Friday, January 13, 2006

Moretti and the Ptolemaic Monstrous


The future is necessarily monstrous: the figure of the future, that is, that whcih can only be surprising, that for which we are not prepared.. is heralded by a species of monsters.

Franco Moretti’s latest work proposes a shift in literary studies from the individual canonical text in all its cross-grained opacity to a "construction of abstract models" based on larger quantitative movements. Part of his chapter on graphs deals with a familiar question: does a form like the novel take off, develop and decline due to some internal logic, or is there (for example) a dialectical relation between it and the reality it claims to represent or respond to. Or both. Moretti’s analogy is the Ptolemaic system:

It’s only when Ptolemaic astronomy begins to generate one ‘monstrosity’ after another, writes Kuhn in The Structure of Scientific Revolutions, that ‘the time comes to give a competitor a chance’ chance’—and the same is true here: a historical novel written in 1800, such as Castle Rackrent (or in 1805, like Waverley’s abandoned first draft) simply didn’t have the incredible opportunity to reshape the literary field that the collapse of the gothic offered Waverley in 1814.
The successor or competitor form enters the field not through its sheer originality or brilliance, but due to impasses that have developed within the hitherto dominant, creating a space for intervention. What I find interesting here are two things. Firstly, a suggestive model – or sketch thereof – of how the emergence and disappearance of forms is provoked by, is the result of meeting or failing to meet (in however indirect and deferred a way), a historical world outside them. As Moretti puts it:
The process is, however, open to a ‘Kuhnian’ reading, where a genre exhausts its potentialities—and the time comes to give a competitor a chance—when its inner form can no longer represent the most significant aspects of contemporary reality: at which point, either the genre betrays its form in the name of reality, thereby disintegrating, or it betrays reality in the name ofform, becoming a ‘dull epigone’ indeed.

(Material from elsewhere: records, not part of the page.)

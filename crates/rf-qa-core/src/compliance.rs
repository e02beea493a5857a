//! Band aggregation and compliance evaluation
//!
//! Every limit of a requirement set is evaluated, in declared order, with
//! no short-circuit, so a failing file reports its complete set of
//! violations. An empty band slice is a failing verdict ("no data points in
//! band"), never an error.

use crate::error::Error;
use crate::metadata::PathLabel;
use crate::metrics::{self, MetricKind, MetricSeries};
use crate::network::{Network, SParam};
use crate::requirements::{Aggregation, MetricLimit, PassPolicy, RequirementSet};
use chrono::{DateTime, Utc};
use serde::{Deserialize, Serialize};
use std::collections::BTreeMap;
use uuid::Uuid;

/// Reason prefix for limits whose band selects no samples
pub const NO_DATA_IN_BAND: &str = "no data points in band";

/// Computed series keyed by `(metric, parameter)`; failures keep their error
pub type SeriesSet = BTreeMap<(MetricKind, SParam), Result<MetricSeries, Error>>;

/// Outcome of one limit
#[derive(Debug, Clone, PartialEq, Serialize, Deserialize)]
pub struct LimitVerdict {
    /// The limit evaluated
    pub limit: MetricLimit,
    /// Aggregate over the band; `None` when nothing could be aggregated
    pub aggregate: Option<f64>,
    /// Whether the limit holds
    pub pass: bool,
    /// Human-readable explanation
    pub reason: String,
}

impl LimitVerdict {
    fn failed(limit: &MetricLimit, reason: String) -> Self {
        Self {
            limit: limit.clone(),
            aggregate: None,
            pass: false,
            reason,
        }
    }
}

/// Compliance of one file against one requirement set
///
/// Each evaluation creates a new record with its own id; records are never updated.
#[derive(Debug, Clone, PartialEq, Serialize, Deserialize)]
pub struct ComplianceResult {
    /// Unique record id
    pub id: Uuid,
    /// Content hash of the requirement set used
    pub requirement_hash: String,
    /// Evaluation timestamp
    pub evaluated_at: DateTime<Utc>,
    /// Per-limit verdicts in declared order
    pub verdicts: Vec<LimitVerdict>,
    /// AND of all verdicts
    pub pass: bool,
}

impl ComplianceResult {
    /// Verdicts that failed
    #[must_use]
    pub fn failures(&self) -> Vec<&LimitVerdict> {
        self.verdicts.iter().filter(|v| !v.pass).collect()
    }

    /// Failure reasons in declared order
    #[must_use]
    pub fn failure_reasons(&self) -> Vec<&str> {
        self.verdicts
            .iter()
            .filter(|v| !v.pass)
            .map(|v| v.reason.as_str())
            .collect()
    }
}

/// Reduce a non-empty slice
#[must_use]
pub fn aggregate(values: &[f64], mode: Aggregation) -> f64 {
    match mode {
        Aggregation::Min => values.iter().copied().fold(f64::INFINITY, f64::min),
        Aggregation::Max => values.iter().copied().fold(f64::NEG_INFINITY, f64::max),
        Aggregation::Avg => values.iter().sum::<f64>() / values.len() as f64,
        Aggregation::PeakToPeak => metrics::peak_to_peak(values),
    }
}

/// Evaluate one series against one limit
#[must_use]
pub fn evaluate(series: &MetricSeries, limit: &MetricLimit) -> LimitVerdict {
    let band = &limit.band;
    if limit.metric == MetricKind::FlatnessSource && limit.aggregation != Aggregation::PeakToPeak {
        return LimitVerdict::failed(
            limit,
            format!(
                "{} requires pkpk aggregation, got {}",
                limit.metric, limit.aggregation
            ),
        );
    }
    let aggregated = if limit.metric == MetricKind::FlatnessSource {
        match metrics::flatness(series, band) {
            Ok(v) => Some(v),
            Err(Error::EmptyBand { .. }) => None,
            Err(e) => return LimitVerdict::failed(limit, e.to_string()),
        }
    } else {
        let values = series.slice(band);
        (!values.is_empty()).then(|| aggregate(&values, limit.aggregation))
    };

    let Some(value) = aggregated else {
        return LimitVerdict::failed(limit, format!("{NO_DATA_IN_BAND} {band}"));
    };

    let pass = limit.operator.holds(value, limit.value);
    let verb = if pass { "satisfies" } else { "violates" };
    let reason = format!(
        "{} {} = {value:.3} {verb} {} {} over band {band}",
        limit.metric, limit.aggregation, limit.operator, limit.value
    );
    LimitVerdict {
        limit: limit.clone(),
        aggregate: Some(value),
        pass,
        reason,
    }
}

/// Compute every series referenced by `requirements`
///
/// Failures (e.g. a parameter outside the network's ports) are kept per key
/// so they surface as failing verdicts instead of aborting the file.
#[must_use]
pub fn compute_series(network: &Network, requirements: &RequirementSet) -> SeriesSet {
    requirements
        .referenced_series()
        .into_iter()
        .map(|(kind, param)| {
            ((kind, param), metrics::compute(kind, network, param))
        })
        .collect()
}

/// Evaluate all limits of `requirements` against precomputed series
#[must_use]
pub fn evaluate_file(
    series: &SeriesSet,
    requirements: &RequirementSet,
    requirement_hash: &str,
) -> ComplianceResult {
    let verdicts: Vec<LimitVerdict> = requirements
        .limits
        .iter()
        .map(|limit| match series.get(&(limit.metric, limit.parameter)) {
            Some(Ok(s)) => evaluate(s, limit),
            Some(Err(e)) => {
                LimitVerdict::failed(limit, format!("metric computation failed: {e}"))
            }
            None => LimitVerdict::failed(
                limit,
                format!("{}({}) was not computed", limit.metric, limit.parameter),
            ),
        })
        .collect();
    let pass = verdicts.iter().all(|v| v.pass);
    ComplianceResult {
        id: Uuid::new_v4(),
        requirement_hash: requirement_hash.to_string(),
        evaluated_at: Utc::now(),
        verdicts,
        pass,
    }
}

/// Compute and evaluate in one step
#[must_use]
pub fn evaluate_network(
    network: &Network,
    requirements: &RequirementSet,
    requirement_hash: &str,
) -> ComplianceResult {
    evaluate_file(
        &compute_series(network, requirements),
        requirements,
        requirement_hash,
    )
}

/// File-level verdict as seen by the pass policy
#[derive(Debug, Clone, Copy, PartialEq, Eq)]
pub struct FileVerdict {
    /// Effective path label, if any
    pub path: Option<PathLabel>,
    /// File-level pass
    pub pass: bool,
}

/// Run-level verdict under `policy`
///
/// With `all_files_must_pass`, every file must pass. Otherwise each required
/// label needs at least one passing file carrying it; unlabeled files and
/// labels outside the required set are ignored.
#[must_use]
pub fn rollup(policy: &PassPolicy, files: &[FileVerdict]) -> bool {
    if policy.all_files_must_pass {
        return files.iter().all(|f| f.pass);
    }
    policy
        .required_path_labels
        .iter()
        .all(|label| files.iter().any(|f| f.pass && f.path == Some(*label)))
}
//! RF QA Runner
//!
//! Test-run orchestration for S-parameter compliance checks.
//! Per-file sub-pipelines run in parallel; the run itself moves through an
//! immutable-once-terminal state machine and is committed through a storage
//! port.

#![forbid(unsafe_code)]
#![warn(missing_docs)]
// Allow common patterns
#![allow(clippy::missing_const_for_fn)]
#![allow(clippy::doc_markdown)]
#![allow(clippy::module_name_repetitions)]
#![allow(clippy::needless_pass_by_value)]
// Allow common patterns in test code
#![cfg_attr(test, allow(clippy::expect_used, clippy::unwrap_used))]
#![cfg_attr(test, allow(clippy::cast_possible_truncation))]
#![cfg_attr(test, allow(clippy::redundant_clone))]

pub mod config;
pub mod error;
pub mod logging;
pub mod orchestrator;
pub mod parallel;
pub mod pipeline;
pub mod state;
pub mod storage;

pub use config::RunnerConfig;
pub use error::{Error, Result};
pub use logging::init_tracing;
pub use orchestrator::Orchestrator;
pub use parallel::{CancellationToken, ParallelExecutor, ParallelResult};
pub use pipeline::{EvaluatedFile, FileInput, FileOutcome, LoadFailure, RunVerdict, process_file};
pub use state::{INCOMPLETE_CANCELLED, RunEvent, RunState, TestRun, transition};
pub use storage::{InMemoryStorage, RunStorage, StorageError, StorageResult};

Secondly, though, a certain notion of the ‘monstrous’. Here’s another account of its appearance in the Ptolemaic system:

"The concept of the epicycle was one of the characteristic features of the Ptolemaic system. In the centuries following its formulation, the gradual accumulation of astronomical data by medieval Christian and Moslem astronomers revealed further irregularities in the movements of the planets which required further adjustments to the traditional geocentric system. To account for these irregularities, more and more epicycles were proposed and as time went on the theory underwent successive modifications and amendments. By the early sixteenth century the whole Ptolemaic system had become, in the words of a contemporary astronomer, "a Monstrosity", a fantastically involved system entailing a vast and evergrowing complexity of epicycles."

Now perhaps Moretti touches on this (I haven’t read him in enough detail to say), but where and what is the literary equivalent of this ‘monstrous’? Joyce's Ulysses was referred to as a 'monster', but this was because it escaped the nets of existing classification, it was a herald of the new which could not be named according to the old and available forms. It appeared monstrous only according to those forms. But the Ptolemaic monstrous is a kind of hypertrophy or mutation within those old forms. The old system over-proliferates, bulges and becomes baroque in an attempt to accommodate growing ‘irregularities’ in reality. We thus have a kind of creative flourishing, a production of the unfamiliar (the 'grotesque' multiple epicycles etc), but as a defense against new material and a determination to stick to the old. A defense against the new rather than an attempt to run with it is the source of monstrous innovation. I wonder then, what the literary equivalents of such a ‘defensive monstrous’ would be??